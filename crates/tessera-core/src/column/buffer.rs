use byteorder::{LittleEndian, ReadBytesExt, WriteBytesExt};
use std::cmp::Ordering;
use std::collections::hash_map::DefaultHasher;
use std::fmt;
use std::hash::{Hash, Hasher};
use std::io::{self, Read, Write};

use crate::errors::{Result, TesseraError};

/// Fixed-width element type that can live in a `GrowBuffer` and be written
/// to the store format as raw little-endian values.
pub trait Primitive: Copy + Default + PartialOrd + fmt::Debug + Send + Sync + 'static {
    const WIDTH: usize;

    fn write_all<W: Write>(values: &[Self], writer: &mut W) -> io::Result<()>;

    fn read_into<R: Read>(reader: &mut R, out: &mut [Self]) -> io::Result<()>;

    /// Total order used by `Column::compare`.
    fn order(&self, other: &Self) -> Ordering;

    fn hash_into<H: Hasher>(&self, state: &mut H);
}

macro_rules! impl_integer_primitive {
    ($t:ty, $write:ident, $read:ident) => {
        impl Primitive for $t {
            const WIDTH: usize = std::mem::size_of::<$t>();

            fn write_all<W: Write>(values: &[Self], writer: &mut W) -> io::Result<()> {
                for v in values {
                    writer.$write::<LittleEndian>(*v)?;
                }
                Ok(())
            }

            fn read_into<R: Read>(reader: &mut R, out: &mut [Self]) -> io::Result<()> {
                reader.$read::<LittleEndian>(out)
            }

            fn order(&self, other: &Self) -> Ordering {
                self.cmp(other)
            }

            fn hash_into<H: Hasher>(&self, state: &mut H) {
                self.hash(state);
            }
        }
    };
}

impl_integer_primitive!(i16, write_i16, read_i16_into);
impl_integer_primitive!(i32, write_i32, read_i32_into);
impl_integer_primitive!(i64, write_i64, read_i64_into);

impl Primitive for i8 {
    const WIDTH: usize = 1;

    fn write_all<W: Write>(values: &[Self], writer: &mut W) -> io::Result<()> {
        for v in values {
            writer.write_i8(*v)?;
        }
        Ok(())
    }

    fn read_into<R: Read>(reader: &mut R, out: &mut [Self]) -> io::Result<()> {
        reader.read_i8_into(out)
    }

    fn order(&self, other: &Self) -> Ordering {
        self.cmp(other)
    }

    fn hash_into<H: Hasher>(&self, state: &mut H) {
        self.hash(state);
    }
}

impl Primitive for u8 {
    const WIDTH: usize = 1;

    fn write_all<W: Write>(values: &[Self], writer: &mut W) -> io::Result<()> {
        writer.write_all(values)
    }

    fn read_into<R: Read>(reader: &mut R, out: &mut [Self]) -> io::Result<()> {
        reader.read_exact(out)
    }

    fn order(&self, other: &Self) -> Ordering {
        self.cmp(other)
    }

    fn hash_into<H: Hasher>(&self, state: &mut H) {
        self.hash(state);
    }
}

impl Primitive for f64 {
    const WIDTH: usize = 8;

    fn write_all<W: Write>(values: &[Self], writer: &mut W) -> io::Result<()> {
        for v in values {
            writer.write_f64::<LittleEndian>(*v)?;
        }
        Ok(())
    }

    fn read_into<R: Read>(reader: &mut R, out: &mut [Self]) -> io::Result<()> {
        reader.read_f64_into::<LittleEndian>(out)
    }

    fn order(&self, other: &Self) -> Ordering {
        self.total_cmp(other)
    }

    fn hash_into<H: Hasher>(&self, state: &mut H) {
        self.to_bits().hash(state);
    }
}

pub(crate) fn stable_hash<F: FnOnce(&mut DefaultHasher)>(feed: F) -> u64 {
    let mut hasher = DefaultHasher::new();
    feed(&mut hasher);
    hasher.finish()
}

/// Append-only vector that grows by a fixed number of elements instead of
/// doubling, so the caller bounds the slack kept for very large columns.
#[derive(Debug, Clone)]
pub struct GrowBuffer<T> {
    data: Vec<T>,
    increment: usize,
}

impl<T: Primitive> GrowBuffer<T> {
    pub fn new(increment: usize) -> Self {
        Self {
            data: Vec::new(),
            increment: increment.max(1),
        }
    }

    pub fn from_vec(data: Vec<T>, increment: usize) -> Self {
        Self {
            data,
            increment: increment.max(1),
        }
    }

    pub fn push(&mut self, value: T) {
        if self.data.len() == self.data.capacity() {
            self.data.reserve_exact(self.increment);
        }
        self.data.push(value);
    }

    pub fn extend_from_slice(&mut self, values: &[T]) {
        let len = self.data.len();
        let capacity = self.data.capacity();
        if len + values.len() > capacity {
            let missing = len + values.len() - capacity;
            let grow_by = missing.div_ceil(self.increment) * self.increment;
            self.data.reserve_exact(capacity + grow_by - len);
        }
        self.data.extend_from_slice(values);
    }

    pub fn get(&self, position: usize) -> Result<T> {
        self.data
            .get(position)
            .copied()
            .ok_or(TesseraError::OutOfBounds {
                position,
                len: self.data.len(),
            })
    }

    pub fn as_slice(&self) -> &[T] {
        &self.data
    }

    pub fn len(&self) -> usize {
        self.data.len()
    }

    pub fn is_empty(&self) -> bool {
        self.data.is_empty()
    }

    pub fn capacity(&self) -> usize {
        self.data.capacity()
    }

    pub fn increment(&self) -> usize {
        self.increment
    }

    pub fn truncate(&mut self, len: usize) {
        self.data.truncate(len);
    }

    /// Drops the growth headroom so capacity equals length.
    pub fn compact(&mut self) {
        self.data.shrink_to_fit();
    }

    pub fn memory_estimate(&self) -> usize {
        self.data.capacity() * T::WIDTH
    }

    pub fn save<W: Write>(&self, writer: &mut W) -> Result<()> {
        let len = i32::try_from(self.data.len()).map_err(|_| {
            TesseraError::Other(format!(
                "buffer of {} elements exceeds the store format limit",
                self.data.len()
            ))
        })?;
        writer.write_i32::<LittleEndian>(len)?;
        T::write_all(&self.data, writer)?;
        Ok(())
    }

    pub fn load<R: Read>(reader: &mut R, increment: usize) -> Result<Self> {
        let len = reader.read_i32::<LittleEndian>()?;
        if len < 0 {
            return Err(TesseraError::Corrupt(format!(
                "negative buffer length {}",
                len
            )));
        }
        let mut data = vec![T::default(); len as usize];
        T::read_into(reader, &mut data)?;
        Ok(Self::from_vec(data, increment))
    }
}
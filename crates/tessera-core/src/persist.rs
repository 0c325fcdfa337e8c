//! Binary store files.
//!
//! ```text
//! i32 format_version
//! i32 row_count
//! i32 column_count
//! column_count x { string type, string name, i64 offset, i32 length }
//! payloads, each at its recorded absolute offset
//! ```
//!
//! Strings are an i32 byte length (-1 for null) followed by UTF-8. All
//! integers are little-endian. Payload ranges are independent, so columns
//! can be decoded in parallel or loaded selectively.

use std::ffi::OsString;
use std::fs::{self, File};
use std::io::{BufReader, BufWriter, Read, Write};
use std::path::{Path, PathBuf};
use std::time::Instant;

use byteorder::{LittleEndian, ReadBytesExt, WriteBytesExt};
use memmap2::Mmap;
use rayon::prelude::*;
use tracing::{debug, info, instrument, warn};

use crate::column::dictionary::{read_string, write_string};
use crate::column::Column;
use crate::config::StoreConfig;
use crate::errors::{Result, TesseraError};
use crate::schema::{ColumnDef, ColumnType, Schema};
use crate::store::Store;

pub const FORMAT_VERSION: i32 = 1;

#[derive(Debug, Clone, PartialEq, Eq)]
pub struct ColumnEntry {
    pub name: String,
    pub column_type: ColumnType,
    /// Absolute byte offset of the payload.
    pub offset: u64,
    pub length: usize,
}

#[derive(Debug, Clone, PartialEq, Eq)]
pub struct StoreHeader {
    pub format_version: i32,
    pub row_count: usize,
    pub columns: Vec<ColumnEntry>,
}

impl StoreHeader {
    pub fn schema(&self) -> Schema {
        Schema::new(
            self.columns
                .iter()
                .map(|c| ColumnDef::new(c.name.clone(), c.column_type))
                .collect(),
        )
    }

    pub fn column(&self, name: &str) -> Option<&ColumnEntry> {
        self.columns.iter().find(|c| c.name == name)
    }
}

fn string_len(value: &str) -> usize {
    4 + value.len()
}

fn to_i32(value: usize, what: &str) -> Result<i32> {
    i32::try_from(value)
        .map_err(|_| TesseraError::Other(format!("{} {} exceeds the format's i32 limit", what, value)))
}

fn temp_path(path: &Path) -> PathBuf {
    let mut name = OsString::from(path.as_os_str());
    name.push(".tmp");
    PathBuf::from(name)
}

/// Writes `store` to `path`. The file is written beside the target and
/// renamed into place once complete; on failure the partial file is removed.
#[instrument(skip(store), fields(rows = store.len()))]
pub fn save(store: &Store, path: &Path) -> Result<()> {
    let started = Instant::now();
    let temp = temp_path(path);

    let written = match write_file(store, &temp).and_then(|written| {
        fs::rename(&temp, path)?;
        Ok(written)
    }) {
        Ok(written) => written,
        Err(e) => {
            if let Err(cleanup) = fs::remove_file(&temp) {
                warn!("Failed to remove partial file {:?}: {}", temp, cleanup);
            }
            return Err(e);
        }
    };

    info!(
        "Saved {} rows in {} columns ({} bytes) to {:?} in {:?}",
        store.len(),
        store.columns().len(),
        written,
        path,
        started.elapsed()
    );
    Ok(())
}

fn write_file(store: &Store, path: &Path) -> Result<u64> {
    let file = File::create(path)?;
    let mut writer = BufWriter::new(file);
    let written = write_to(store, &mut writer)?;
    writer.flush()?;
    writer.get_ref().sync_all()?;
    Ok(written)
}

/// Encodes `store` into `writer` and returns the number of bytes written.
/// Column payloads are encoded on the rayon pool.
pub fn write_to<W: Write>(store: &Store, writer: &mut W) -> Result<u64> {
    let payloads = store
        .columns()
        .par_iter()
        .map(|column| {
            let mut buffer = Vec::new();
            column.save(&mut buffer)?;
            Ok(buffer)
        })
        .collect::<Result<Vec<Vec<u8>>>>()?;

    let header_len = 12
        + store
            .columns()
            .iter()
            .map(|c| string_len(c.column_type().as_str()) + string_len(c.name()) + 8 + 4)
            .sum::<usize>();

    writer.write_i32::<LittleEndian>(FORMAT_VERSION)?;
    writer.write_i32::<LittleEndian>(to_i32(store.len(), "row count")?)?;
    writer.write_i32::<LittleEndian>(to_i32(store.columns().len(), "column count")?)?;

    let mut offset = header_len as u64;
    for (column, payload) in store.columns().iter().zip(&payloads) {
        write_string(writer, Some(column.column_type().as_str()))?;
        write_string(writer, Some(column.name()))?;
        writer.write_i64::<LittleEndian>(offset as i64)?;
        writer.write_i32::<LittleEndian>(to_i32(payload.len(), "column payload of")?)?;
        offset += payload.len() as u64;
    }

    for payload in &payloads {
        writer.write_all(payload)?;
    }

    Ok(offset)
}

fn parse_header<R: Read>(reader: &mut R) -> Result<StoreHeader> {
    let format_version = reader.read_i32::<LittleEndian>()?;
    if format_version != FORMAT_VERSION {
        return Err(TesseraError::FormatVersion {
            expected: FORMAT_VERSION,
            found: format_version,
        });
    }

    let row_count = reader.read_i32::<LittleEndian>()?;
    let column_count = reader.read_i32::<LittleEndian>()?;
    if row_count < 0 || column_count < 0 {
        return Err(TesseraError::Corrupt(format!(
            "negative row count {} or column count {}",
            row_count, column_count
        )));
    }

    let mut columns = Vec::with_capacity(column_count as usize);
    for _ in 0..column_count {
        let type_name = read_string(reader)?
            .ok_or_else(|| TesseraError::Corrupt("null column type".into()))?;
        let column_type = ColumnType::from_name(&type_name)
            .ok_or_else(|| TesseraError::Corrupt(format!("unknown column type '{}'", type_name)))?;
        let name = read_string(reader)?
            .ok_or_else(|| TesseraError::Corrupt("null column name".into()))?;
        let offset = reader.read_i64::<LittleEndian>()?;
        let length = reader.read_i32::<LittleEndian>()?;
        if offset < 0 || length < 0 {
            return Err(TesseraError::Corrupt(format!(
                "column '{}' has negative offset {} or length {}",
                name, offset, length
            )));
        }
        columns.push(ColumnEntry {
            name,
            column_type,
            offset: offset as u64,
            length: length as usize,
        });
    }

    Ok(StoreHeader {
        format_version,
        row_count: row_count as usize,
        columns,
    })
}

/// Reads only the header of the store file at `path`.
pub fn read_header(path: &Path) -> Result<StoreHeader> {
    let mut reader = BufReader::new(File::open(path)?);
    parse_header(&mut reader)
}

pub fn load(path: &Path, config: &StoreConfig) -> Result<Store> {
    load_selected(path, None, config)
}

/// Loads only the named columns, in the order given.
pub fn load_columns(path: &Path, names: &[&str], config: &StoreConfig) -> Result<Store> {
    load_selected(path, Some(names), config)
}

#[instrument(skip(config))]
fn load_selected(path: &Path, names: Option<&[&str]>, config: &StoreConfig) -> Result<Store> {
    let started = Instant::now();
    let file = File::open(path)?;

    // SAFETY: the map is read-only and dropped before returning; every
    // decoded column copies out of it.
    #[allow(unsafe_code)]
    let map = unsafe { Mmap::map(&file)? };

    let store = from_bytes(&map, names, config)?;
    info!(
        "Loaded {} rows in {} columns from {:?} in {:?}",
        store.len(),
        store.columns().len(),
        path,
        started.elapsed()
    );
    Ok(store)
}

/// Decodes a store from an in-memory image of a store file. With `names`,
/// only those columns are decoded.
pub fn from_bytes(bytes: &[u8], names: Option<&[&str]>, config: &StoreConfig) -> Result<Store> {
    config.validate()?;
    let mut cursor = bytes;
    let header = parse_header(&mut cursor)?;

    let entries: Vec<&ColumnEntry> = match names {
        None => header.columns.iter().collect(),
        Some(names) => names
            .iter()
            .map(|name| {
                header
                    .column(name)
                    .ok_or_else(|| TesseraError::UnknownColumn(name.to_string()))
            })
            .collect::<Result<_>>()?,
    };

    let schema = Schema::new(
        entries
            .iter()
            .map(|e| ColumnDef::new(e.name.clone(), e.column_type))
            .collect(),
    );
    schema.validate()?;

    let decode = |entry: &&ColumnEntry| -> Result<Column> {
        let start = entry.offset as usize;
        let end = start
            .checked_add(entry.length)
            .filter(|end| *end <= bytes.len())
            .ok_or_else(|| {
                TesseraError::Corrupt(format!(
                    "payload of column '{}' lies outside the file",
                    entry.name
                ))
            })?;

        let mut payload = &bytes[start..end];
        let column = Column::load(
            entry.name.clone(),
            entry.column_type,
            &mut payload,
            config.default_increment,
        )?;
        if column.len() != header.row_count {
            return Err(TesseraError::Corrupt(format!(
                "column '{}' holds {} rows, header says {}",
                entry.name,
                column.len(),
                header.row_count
            )));
        }
        Ok(column)
    };

    let columns = if config.parallel_load {
        entries.par_iter().map(decode).collect::<Result<Vec<_>>>()?
    } else {
        entries.iter().map(decode).collect::<Result<Vec<_>>>()?
    };

    debug!("Decoded {} of {} columns", columns.len(), header.columns.len());
    Store::from_parts(schema, config.clone(), columns)
}
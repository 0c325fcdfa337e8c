//! Result consumers for `Store::select`.

use std::cmp::Ordering;
use std::collections::HashMap;

use crate::column::Column;
use crate::errors::Result;
use crate::store::Store;
use crate::value::Value;

/// Receives the global position of every row that passes a query, in
/// ascending position order.
pub trait RowCallback {
    fn on_row(&mut self, position: usize);
}

impl<F: FnMut(usize)> RowCallback for F {
    fn on_row(&mut self, position: usize) {
        self(position)
    }
}

#[derive(Debug, Default)]
pub struct PositionCollector {
    pub positions: Vec<usize>,
}

impl PositionCollector {
    pub fn new() -> Self {
        Self::default()
    }

    pub fn into_positions(self) -> Vec<usize> {
        self.positions
    }
}

impl RowCallback for PositionCollector {
    fn on_row(&mut self, position: usize) {
        self.positions.push(position);
    }
}

#[derive(Debug, Default)]
pub struct CountCollector {
    pub count: usize,
}

impl CountCollector {
    pub fn new() -> Self {
        Self::default()
    }
}

impl RowCallback for CountCollector {
    fn on_row(&mut self, _position: usize) {
        self.count += 1;
    }
}

/// Collects positions, then stable-sorts them by one column's values.
pub struct SortedCollector<'s> {
    column: &'s Column,
    descending: bool,
    positions: Vec<usize>,
}

impl<'s> SortedCollector<'s> {
    pub fn new(store: &'s Store, column: &str) -> Result<Self> {
        let (_, column) = store.resolve(column)?;
        Ok(Self {
            column,
            descending: false,
            positions: Vec::new(),
        })
    }

    pub fn descending(mut self) -> Self {
        self.descending = true;
        self
    }

    pub fn into_sorted(mut self) -> Vec<usize> {
        let column = self.column;
        if self.descending {
            self.positions.sort_by(|a, b| column.compare(*b, *a));
        } else {
            self.positions.sort_by(|a, b| column.compare(*a, *b));
        }
        self.positions
    }
}

impl RowCallback for SortedCollector<'_> {
    fn on_row(&mut self, position: usize) {
        self.positions.push(position);
    }
}

/// Counts matching rows per distinct value of one column.
pub struct GroupCounter<'s> {
    column: &'s Column,
    counts: HashMap<Value, usize>,
}

impl<'s> GroupCounter<'s> {
    pub fn new(store: &'s Store, column: &str) -> Result<Self> {
        let (_, column) = store.resolve(column)?;
        Ok(Self {
            column,
            counts: HashMap::new(),
        })
    }

    pub fn counts(&self) -> &HashMap<Value, usize> {
        &self.counts
    }

    /// Groups ordered by descending count; ties are ordered by the value's
    /// debug rendering so the result is deterministic.
    pub fn into_sorted(self) -> Vec<(Value, usize)> {
        let mut groups: Vec<(Value, usize)> = self.counts.into_iter().collect();
        groups.sort_by(|a, b| match b.1.cmp(&a.1) {
            Ordering::Equal => format!("{:?}", a.0).cmp(&format!("{:?}", b.0)),
            other => other,
        });
        groups
    }
}

impl RowCallback for GroupCounter<'_> {
    fn on_row(&mut self, position: usize) {
        // Positions handed to callbacks always exist in every column.
        if let Ok(value) = self.column.value(position) {
            *self.counts.entry(value.to_value()).or_insert(0) += 1;
        }
    }
}
use crate::callback::RowCallback;
use crate::column::Column;
use crate::errors::Result;
use crate::predicate::Matcher;
use crate::stats::ColumnStats;
use crate::value::Record;

/// Counters gathered while a query walks the blocks.
#[derive(Debug, Clone, Copy, Default, PartialEq, Eq)]
pub struct SelectStats {
    pub blocks_total: usize,
    pub blocks_skipped: usize,
    pub rows_scanned: usize,
    pub rows_matched: usize,
}

/// A contiguous run `[start, start + len)` of global row positions with one
/// statistic per column.
#[derive(Debug, Clone)]
pub struct Block {
    start: usize,
    len: usize,
    capacity: usize,
    stats: Vec<ColumnStats>,
}

impl Block {
    pub fn new(start: usize, capacity: usize, columns: &[Column]) -> Self {
        Self {
            start,
            len: 0,
            capacity,
            stats: columns
                .iter()
                .map(|c| ColumnStats::for_type(c.column_type()))
                .collect(),
        }
    }

    pub fn start(&self) -> usize {
        self.start
    }

    pub fn end(&self) -> usize {
        self.start + self.len
    }

    pub fn len(&self) -> usize {
        self.len
    }

    pub fn is_empty(&self) -> bool {
        self.len == 0
    }

    pub fn capacity(&self) -> usize {
        self.capacity
    }

    pub fn is_full(&self) -> bool {
        self.len == self.capacity
    }

    pub fn stats(&self, column: usize) -> &ColumnStats {
        &self.stats[column]
    }

    /// Appends one record to every column and folds it into the statistics.
    ///
    /// The caller rotates blocks so this block is never full here. If any
    /// column rejects its value, columns already written for this row are
    /// rolled back, dictionary entries included, so the row leaves no trace.
    pub fn append<R: Record + ?Sized>(&mut self, columns: &mut [Column], record: &R) -> Result<()> {
        debug_assert!(!self.is_full());
        let position = self.end();
        let mut marks = Vec::with_capacity(columns.len());

        for index in 0..columns.len() {
            marks.push(columns[index].mark());
            if let Err(e) = columns[index].add(record.value(index)) {
                for (column, mark) in columns[..=index].iter_mut().zip(marks) {
                    column.rollback(mark);
                }
                return Err(e);
            }
        }

        self.observe(columns, position);
        Ok(())
    }

    /// Appends the row at `position` of `source` (same schema) to `columns`.
    pub fn append_from(
        &mut self,
        columns: &mut [Column],
        source: &[Column],
        position: usize,
    ) -> Result<()> {
        debug_assert!(!self.is_full());
        let target = self.end();

        for (index, column) in columns.iter_mut().enumerate() {
            column.push_from(&source[index], position)?;
        }

        self.observe(columns, target);
        Ok(())
    }

    /// Counts an already-stored row at `position` into this block.
    pub(crate) fn observe(&mut self, columns: &[Column], position: usize) {
        debug_assert_eq!(position, self.end());
        for (stat, column) in self.stats.iter_mut().zip(columns) {
            stat.observe(column, position);
        }
        self.len += 1;
    }

    /// Two-phase filtered scan: skip the block if any matcher rejects its
    /// statistics, otherwise test every row against all matchers in order
    /// and report the positions that pass all of them.
    pub fn select<'s>(
        &self,
        matchers: &[Box<dyn Matcher + 's>],
        callback: &mut dyn RowCallback,
        stats: &mut SelectStats,
    ) {
        stats.blocks_total += 1;
        if !matchers.iter().all(|m| m.check_block(self)) {
            stats.blocks_skipped += 1;
            return;
        }

        for position in self.start..self.end() {
            stats.rows_scanned += 1;
            if matchers.iter().all(|m| m.check_value(position)) {
                stats.rows_matched += 1;
                callback.on_row(position);
            }
        }
    }

    pub fn memory_estimate(&self) -> usize {
        std::mem::size_of::<Self>() + self.stats.iter().map(|s| s.memory_estimate()).sum::<usize>()
    }
}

--------------------

-- Work required --
Write out every line of the entries that holds the word "elements".

-- Solution for this task --
/// Append-only vector that grows by a fixed number of elements instead of
                "buffer of {} elements exceeds the store format limit",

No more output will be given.